To uphold the spirit of Rust, a C program must go through a process where assumptions are laid bare and footguns are dismantled. Applying an automatic process which arbitrarily changes the behavior from the implementation-dependent compilation of a C program just gets you a messy slop of hidden bugs collected inside an opaque, "safe" garbage can.

You don't get to Rust's reliability by applying a translation which discards it!

> Also, if you go this route, you’d have to do similar gnarly stuff for all arithmetic on integers where you cannot prove there will not be overflow.

Damn straight. That's what C is! It was always this bad, as those of us who have struggled to control it can attest. Faithful translation to unsafe Rust just makes it obvious.


The first line is already UB. `assume_init` requires the contents to be initialized, hence the name.


Mmm, I went back and read the docs for MaybeUnit more carefully and that's a good point.

It may be better to just leave the assignment off the declaration. If the variable is read before it's initialized to something, we'll get a Rust compilation error, forcing programmer intervention. Detecting actual bugs that would result in memory errors and forcing them to be resolved is very much in the spirit of Rust. TRACTOR may aspire to gift C programs with memory safety for free, but it won't always be possible.

Of course if TRACTOR can determine through static analysis that the unitialized read can't cause problems, it might emit different code.


> undefined behavior gives the compiler leeway in deciding what a program does, so the more undefined behavior a C program invokes, the easier it is to translate its code to rust.
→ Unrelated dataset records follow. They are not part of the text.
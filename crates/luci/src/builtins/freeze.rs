//! The freeze protocol: `frozen`, `freeze`, `defrost` and the scope-bound
//! `freezer`.

use std::rc::Rc;

use crate::ast::Expression;
use crate::env::EnvRef;
use crate::errors::EvalResult;
use crate::evaluator::Evaluator;
use crate::object::{alloc, boolean_obj, FreezerGuard, ObjectKind};
use crate::token::Token;

pub fn frozen(
    evaluator: &mut Evaluator<'_>,
    arguments: &[Expression],
    env: &EnvRef,
    _token: &Token,
) -> EvalResult {
    let values = evaluator.eval_builtin_args(arguments, env)?;
    super::expect_args("frozen", &values, 1)?;
    let is_frozen = values[0].borrow().frozen > 0;
    Ok(boolean_obj(is_frozen))
}

pub fn freeze(
    evaluator: &mut Evaluator<'_>,
    arguments: &[Expression],
    env: &EnvRef,
    _token: &Token,
) -> EvalResult {
    let values = evaluator.eval_builtin_args(arguments, env)?;
    super::expect_args("freeze", &values, 1)?;
    values[0].borrow_mut().frozen += 1;
    Ok(values[0].clone())
}

pub fn defrost(
    evaluator: &mut Evaluator<'_>,
    arguments: &[Expression],
    env: &EnvRef,
    _token: &Token,
) -> EvalResult {
    let values = evaluator.eval_builtin_args(arguments, env)?;
    super::expect_args("defrost", &values, 1)?;
    {
        let mut target = values[0].borrow_mut();
        if target.frozen > 0 {
            target.frozen -= 1;
        }
    }
    Ok(values[0].clone())
}

/// Returns a value that keeps the target frozen for as long as it is
/// alive.
pub fn freezer(
    evaluator: &mut Evaluator<'_>,
    arguments: &[Expression],
    env: &EnvRef,
    _token: &Token,
) -> EvalResult {
    let values = evaluator.eval_builtin_args(arguments, env)?;
    super::expect_args("freezer", &values, 1)?;
    Ok(alloc(ObjectKind::Freezer(Rc::new(FreezerGuard::new(
        values[0].clone(),
    )))))
}
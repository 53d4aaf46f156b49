//! The `time` module: `time() -> double`, seconds since the Unix epoch.

use chrono::Utc;

use crate::errors::{ErrorObj, Flow};
use crate::object::{double_obj, ObjectRef};

use super::{add_function, module_value, new_module_env};

#[must_use]
pub fn create_module() -> ObjectRef {
    let env = new_module_env();

    add_function(
        &env,
        "time",
        "",
        "double",
        Box::new(|evaluator, arguments, call_env, _token| {
            let values = evaluator.eval_builtin_args(arguments, call_env)?;
            if !values.is_empty() {
                return Err(Flow::Error(ErrorObj::type_err("time: expected no arguments")));
            }
            let now = Utc::now();
            Ok(double_obj(now.timestamp_micros() as f64 / 1e6))
        }),
    );

    module_value(env)
}
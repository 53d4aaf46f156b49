//! Pratt parser.
//!
//! Two sub-languages share the precedence ladder: value expressions and type
//! expressions, each with their own prefix dispatch. The parser never
//! fails hard; errors are collected with their source position and parsing
//! resumes at the next recoverable point.

use std::fmt;
use std::sync::Arc;

use crate::ast::{
    BlockStatement, Expression, ExpressionStatement, ForExpression, FunctionLiteral, Identifier,
    IfExpression, ImportStatement, LetStatement, Program, ReturnStatement, Statement,
    TryExceptStatement, TypeExpression, TypeLiteral, TypeMember,
};
use crate::lexer::Lexer;
use crate::token::{Token, TokenKind};

#[derive(Debug, Clone, PartialEq, Eq)]
pub struct ParserError {
    pub line: usize,
    pub column: usize,
    pub message: String,
}

impl fmt::Display for ParserError {
    fn fmt(&self, f: &mut fmt::Formatter<'_>) -> fmt::Result {
        write!(f, "({},{}): {}", self.line, self.column, self.message)
    }
}

/// Pratt parser precedence order.
#[derive(Debug, Clone, Copy, PartialEq, Eq, PartialOrd, Ord)]
enum Precedence {
    Lowest,
    Assign,
    Equals,
    LessGreater,
    Sum,
    Product,
    Power,
    Prefix,
    Call,
    Index,
}

fn precedence_of(kind: TokenKind) -> Precedence {
    match kind {
        TokenKind::Assign
        | TokenKind::PlusAssign
        | TokenKind::MinusAssign
        | TokenKind::SlashAssign
        | TokenKind::AsteriskAssign => Precedence::Assign,
        TokenKind::Eq | TokenKind::NotEq | TokenKind::LtEq | TokenKind::GtEq => Precedence::Equals,
        TokenKind::Lt | TokenKind::Gt | TokenKind::DoubleAmpersand | TokenKind::DoublePipe => {
            Precedence::LessGreater
        }
        TokenKind::Plus | TokenKind::Minus => Precedence::Sum,
        TokenKind::Slash | TokenKind::Asterisk | TokenKind::Percent => Precedence::Product,
        TokenKind::DoubleAsterisk => Precedence::Power,
        TokenKind::Lparen | TokenKind::Dot | TokenKind::DoubleColon => Precedence::Call,
        TokenKind::Lbracket => Precedence::Index,
        _ => Precedence::Lowest,
    }
}

pub struct Parser {
    lexer: Lexer,
    cur_token: Token,
    peek_token: Token,
    cur_doc: Vec<String>,
    pub errors: Vec<ParserError>,
}
use std::sync::Arc;

use strum::Display;

/// Token kinds produced by the lexer.
///
/// Compound operators (`==`, `+=`, `::`, ...) are lexed greedy-longest-match,
/// so `==` never arrives as two `Assign` tokens.
#[derive(Debug, Clone, Copy, PartialEq, Eq, Hash, Display)]
pub enum TokenKind {
    Illegal,
    Eof,

    Ident,
    Int,
    Double,
    Str,

    Assign,
    Plus,
    Minus,
    Slash,
    Asterisk,
    DoubleAsterisk,
    Percent,

    PlusAssign,
    MinusAssign,
    SlashAssign,
    AsteriskAssign,

    Eq,
    NotEq,

    Lt,
    Gt,
    LtEq,
    GtEq,

    DoubleAmpersand,
    DoublePipe,

    Bang,

    Comma,
    Semicolon,
    Colon,
    DoubleColon,

    Lparen,
    Rparen,
    Lbrace,
    Rbrace,
    Lbracket,
    Rbracket,

    Function,
    Let,
    If,
    Else,
    Return,
    True,
    False,
    Null,
    While,
    Break,
    Continue,
    Const,
    Any,
    All,
    Operator,
    Arrow,
    Dot,
    Type,
    Scope,
    Comment,
    Doc,
    For,
    In,
    Import,
    Try,
    Except,
}

impl TokenKind {
    /// Maps an identifier to its keyword kind, or `Ident` when it is not
    /// reserved.
    #[must_use]
    pub fn lookup_ident(ident: &str) -> Self {
        match ident {
            "type" => Self::Type,
            "fn" => Self::Function,
            "let" => Self::Let,
            "import" => Self::Import,
            "scope" => Self::Scope,
            "if" => Self::If,
            "else" => Self::Else,
            "return" => Self::Return,
            "true" => Self::True,
            "false" => Self::False,
            "null" => Self::Null,
            "while" => Self::While,
            "break" => Self::Break,
            "continue" => Self::Continue,
            "const" => Self::Const,
            "any" => Self::Any,
            "all" => Self::All,
            "op" => Self::Operator,
            "in" => Self::In,
            "for" => Self::For,
            "try" => Self::Try,
            "except" => Self::Except,
            _ => Self::Ident,
        }
    }
}

/// A lexed token: kind, original literal text and its 1-based source
/// position. The file name handle is shared by every token of a source.
#[derive(Debug, Clone, PartialEq, Eq)]
pub struct Token {
    pub kind: TokenKind,
    pub literal: String,
    pub line: usize,
    pub column: usize,
    pub file: Option<Arc<str>>,
}

impl Token {
    #[must_use]
    pub fn new(
        kind: TokenKind,
        literal: impl Into<String>,
        line: usize,
        column: usize,
        file: Option<Arc<str>>,
    ) -> Self {
        Self {
            kind,
            literal: literal.into(),
            line,
            column,
            file,
        }
    }

    /// Placeholder token for synthesized nodes (builtin signatures and the
    /// like) that have no source position.
    #[must_use]
    pub fn synthetic(kind: TokenKind, literal: impl Into<String>) -> Self {
        Self::new(kind, literal, 0, 0, None)
    }
}

impl Default for Token {
    fn default() -> Self {
        Self::synthetic(TokenKind::Illegal, "")
    }
}
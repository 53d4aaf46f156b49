//! Scope environments.
//!
//! An environment is a binding frame with a strong reference to its
//! enclosing frame. `has`/`get`/`set` walk outward; `add` only touches the
//! current frame. Frames are created on scope entry and dropped on exit,
//! after the destructor sweep has run.

use std::cell::RefCell;
use std::rc::Rc;
use std::sync::atomic::{AtomicUsize, Ordering};
use std::sync::Arc;

use indexmap::IndexMap;

use crate::ast::TypeExpression;
use crate::errors::{ErrorKind, ErrorObj};
use crate::object::ObjectRef;

/// Environments constructed since process start, for `-s` statistics.
pub static ENVIRONMENTS_CONSTRUCTED: AtomicUsize = AtomicUsize::new(0);
/// Environments destructed since process start, for `-s` statistics.
pub static ENVIRONMENTS_DESTRUCTED: AtomicUsize = AtomicUsize::new(0);

pub type EnvRef = Rc<RefCell<Environment>>;

pub struct Binding {
    pub value: ObjectRef,
    pub constant: bool,
    pub declared_type: Option<Arc<TypeExpression>>,
}

pub struct Environment {
    pub outer: Option<EnvRef>,
    pub store: IndexMap<String, Binding, ahash::RandomState>,
}

impl Environment {
    #[must_use]
    pub fn new(outer: Option<EnvRef>) -> EnvRef {
        ENVIRONMENTS_CONSTRUCTED.fetch_add(1, Ordering::Relaxed);
        Rc::new(RefCell::new(Self {
            outer,
            store: IndexMap::default(),
        }))
    }

    #[must_use]
    pub fn has(&self, name: &str) -> bool {
        if self.store.contains_key(name) {
            return true;
        }
        match &self.outer {
            Some(outer) => outer.borrow().has(name),
            None => false,
        }
    }

    pub fn get(&self, name: &str) -> Result<ObjectRef, ErrorObj> {
        if let Some(binding) = self.store.get(name) {
            return Ok(binding.value.clone());
        }
        match &self.outer {
            Some(outer) => outer.borrow().get(name),
            None => Err(ErrorObj::new(
                ErrorKind::IdentifierNotFound,
                format!("identifier not found: {name}"),
            )),
        }
    }

    /// The declared type recorded at the binding site, if any.
    #[must_use]
    pub fn get_type(&self, name: &str) -> Option<Arc<TypeExpression>> {
        if let Some(binding) = self.store.get(name) {
            return binding.declared_type.clone();
        }
        match &self.outer {
            Some(outer) => outer.borrow().get_type(name),
            None => None,
        }
    }

    /// Replaces the value of an existing binding, walking outward to find
    /// it. Fails on const bindings and on unknown names.
    pub fn set(&mut self, name: &str, value: ObjectRef) -> Result<ObjectRef, ErrorObj> {
        if let Some(binding) = self.store.get_mut(name) {
            if binding.constant {
                return Err(ErrorObj::new(
                    ErrorKind::ConstError,
                    format!("cannot update const identifier: {name}"),
                ));
            }
            binding.value = value.clone();
            return Ok(value);
        }
        match &self.outer {
            Some(outer) => outer.borrow_mut().set(name, value),
            None => Err(ErrorObj::new(
                ErrorKind::IdentifierNotFound,
                format!("identifier not found: {name}"),
            )),
        }
    }

    /// Adds a binding in this frame only.
    pub fn add(
        &mut self,
        name: &str,
        value: ObjectRef,
        constant: bool,
        declared_type: Option<Arc<TypeExpression>>,
    ) -> Result<ObjectRef, ErrorObj> {
        if self.store.contains_key(name) {
            return Err(ErrorObj::new(
                ErrorKind::IdentifierAlreadyExists,
                format!("identifier already exists: {name}"),
            ));
        }
        self.store.insert(
            name.to_string(),
            Binding {
                value: value.clone(),
                constant,
                declared_type,
            },
        );
        Ok(value)
    }

    /// Names visible from this frame, outermost first.
    #[must_use]
    pub fn visible_names(&self) -> Vec<String> {
        let mut names = match &self.outer {
            Some(outer) => outer.borrow().visible_names(),
            None => vec![],
        };
        names.extend(self.store.keys().cloned());
        names
    }
}

impl Drop for Environment {
    fn drop(&mut self) {
        ENVIRONMENTS_DESTRUCTED.fetch_add(1, Ordering::Relaxed);
    }
}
You assume that the compiler can determine what behavior is undefined. It can't. C compilers don't just look at some individual line of the program and say "oh, that's undefined, unleash the nasal demons". C compilers look at code, reason that if such-and-such variable has a certain value (say, a null or invalid pointer), then such-and-such operation is undefined (say, dereferencing that variable), and therefore on the next line that variable can be assumed not to have that bad value. Despite all the FUD, this is a very limited power. C compilers don't usually know the actual values in question, all they do is exclude some invalid ones.


I (not the person you are replying to) do understand that's how compilers interact with UB. However, a wealth of experience has shown us that the assumption "UB doesn't occur" is completely false. It is, in my opinion, quite irresponsible for compiler writers to continue to use a known-false assumption when building the optimizer. I don't really care how much speed it costs, we need to stop building software on a shaky foundation like that.


Soon (or actually, already) we'll have MTE and CHERI, and then that C undefined behavior will be giving you security improvements as well as speed improvements.

Can't design a system that 100% crashes on invalid behavior if you've declared that behavior is valid, because then someone is relying on it.